I will also take a Q-tip and wet it with the Blue Powder Ear Treatment and go around the walls of the ear canal the way my vet showed me.  Never ever would I push a Q-tip into my dogs’ ears.  This basically cleans the bacteria they pick up and grow daily.  Let your vet show you how.

For ears with lots of ear discharge, you will have to do two things:  clean the ears and find out what’s causing such wax buildup.  A visit to the vet and an ear culture could help determine if there’s bacteria, mold or yeast.  If the ear is just producing all of this wax you have to look at the dog’s diet.  The more wax, the more food for the bad stuff to grow.  My dog Teddy has perfectly clean ears all the time, except if I give him anything with soy.  Even a vitamin E pill containing soy will make my Ted’s ears produce globs of brown wax within 24 hours of taking it, yet Wheat Germ Oil causes no problems.  Really waxy ears will require a deep cleaning that the vet may have to do.

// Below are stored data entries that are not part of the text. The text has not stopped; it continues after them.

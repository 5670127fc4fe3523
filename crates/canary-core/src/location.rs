//! Region-or-zone discriminator for managed instance groups.

use std::fmt;

use serde::{Deserialize, Serialize};

use crate::error::{FleetError, FleetResult};

/// Where a managed instance group lives: a whole region or a single zone.
#[derive(Debug, Clone, PartialEq, Eq, Hash, Serialize, Deserialize)]
#[serde(rename_all = "lowercase")]
pub enum Location {
    Region(String),
    Zone(String),
}

impl Location {
    pub fn region(name: impl Into<String>) -> Self {
        Self::Region(name.into())
    }

    pub fn zone(name: impl Into<String>) -> Self {
        Self::Zone(name.into())
    }

    /// Build a location from optional region and zone inputs.
    ///
    /// Exactly one of the two must be present and non-blank.
    pub fn from_parts(region: Option<&str>, zone: Option<&str>) -> FleetResult<Self> {
        let region = region.map(str::trim).filter(|r| !r.is_empty());
        let zone = zone.map(str::trim).filter(|z| !z.is_empty());

        match (region, zone) {
            (Some(r), None) => Ok(Self::region(r)),
            (None, Some(z)) => Ok(Self::zone(z)),
            (Some(r), Some(z)) => Err(FleetError::Location(format!(
                "both region '{r}' and zone '{z}' specified, expected exactly one"
            ))),
            (None, None) => Err(FleetError::Location(
                "must specify either region or zone".to_string(),
            )),
        }
    }

    /// Reject locations whose identifier is blank.
    ///
    /// Every adapter operation calls this before touching the network.
    pub fn validate(&self) -> FleetResult<()> {
        if self.name().trim().is_empty() {
            return Err(FleetError::Location(format!(
                "{} identifier must not be empty",
                self.scope()
            )));
        }
        Ok(())
    }

    /// The region or zone identifier.
    pub fn name(&self) -> &str {
        match self {
            Self::Region(r) => r,
            Self::Zone(z) => z,
        }
    }

    /// "region" or "zone".
    pub fn scope(&self) -> &'static str {
        match self {
            Self::Region(_) => "region",
            Self::Zone(_) => "zone",
        }
    }

    pub fn is_regional(&self) -> bool {
        matches!(self, Self::Region(_))
    }
}

impl fmt::Display for Location {
    fn fmt(&self, f: &mut fmt::Formatter<'_>) -> fmt::Result {
        write!(f, "{}/{}", self.scope(), self.name())
    }
}

#[cfg(test)]
mod tests {
    use super::*;

    #[test]
    fn region_only() {
        let loc = Location::from_parts(Some("us-central1"), None).unwrap();
        assert_eq!(loc, Location::region("us-central1"));
        assert!(loc.is_regional());
    }

    #[test]
    fn zone_only() {
        let loc = Location::from_parts(None, Some("us-central1-a")).unwrap();
        assert_eq!(loc, Location::zone("us-central1-a"));
        assert_eq!(loc.to_string(), "zone/us-central1-a");
    }

    #[test]
    fn both_set_is_rejected() {
        let err = Location::from_parts(Some("us-central1"), Some("us-central1-a")).unwrap_err();
        assert!(matches!(err, FleetError::Location(_)));
    }

    #[test]
    fn neither_set_is_rejected() {
        assert!(matches!(
            Location::from_parts(None, None),
            Err(FleetError::Location(_))
        ));
        // Blank strings count as unset.
        assert!(matches!(
            Location::from_parts(Some("  "), Some("")),
            Err(FleetError::Location(_))
        ));
    }

    #[test]
    fn blank_identifier_fails_validation() {
        assert!(Location::region("").validate().is_err());
        assert!(Location::zone("europe-west1-b").validate().is_ok());
    }
}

Diet and Healthy Ears is really important to look at for the health of a Cocker’s, or any dog for that matter, ears because the wrong foods can cause excess glandular secretions and the bacteria, mold and yeast will just thrive on it. 

CLICK HERE for a very well-written article by Helen  McKinnon on the Blue Powder Ear Treatment which explains how to make it, how to treat the ears, and the role diet plays in ear infections.  This is a very valuable article to print and save.


Daily Ear Cleaners that Our Members Use:

  • Blue Powder ear treatment
  • Kelco Zap
  • Best Shot

Products You Should Have in Your Ear Infection Fighting Arsenal (discuss with your vet)

  • Animax (formerly Panalog, available from your vet)
  • Zymox ear cleaner with and without hydrocortisone (available from your vet or on-line)
  • An otoscope to examine your dog’s ears available from Fosters & Smith for $15.00

If Your Dog Has an Ear Infection You Want to CURE It, Not Treat It:  Go to your vet, either a holistic or conventional one.  Be sure that your vet doesn’t just do a physical look-in into the ears and prescribe an antibiotic by mouth or an antibiotic ear wash.  Demand, if you have to, a culture of the ear.  This is really important because you should know if your dog has bacteria, mold or yeast growing in their.  It matters.  First of all, you don’t want to start an antibiotic if you have a mold or yeast issue because it won’t cure the problem.  Without a culture you can set your dog up for a cycle of antibiotics which cause complications and yeast infections or new bacterial growth and the need for more antibiotics.  Start out treating an ear infection by knowing exactly it is that you’re fighting.

Most often bacterial and yeast infections go hand in hand so you’ll need a multi-level approach to attack them.  Secondly, you will need to understand why this infection happened so you can work on preventing it from recurring. 

Your vet should show you how to clean your dog’s ears.  Practice with the vet until you’re comfortable with it because, if you don’t do it right while he or she watches you, won’t get rid of the infection and there is no point in paying for the medications.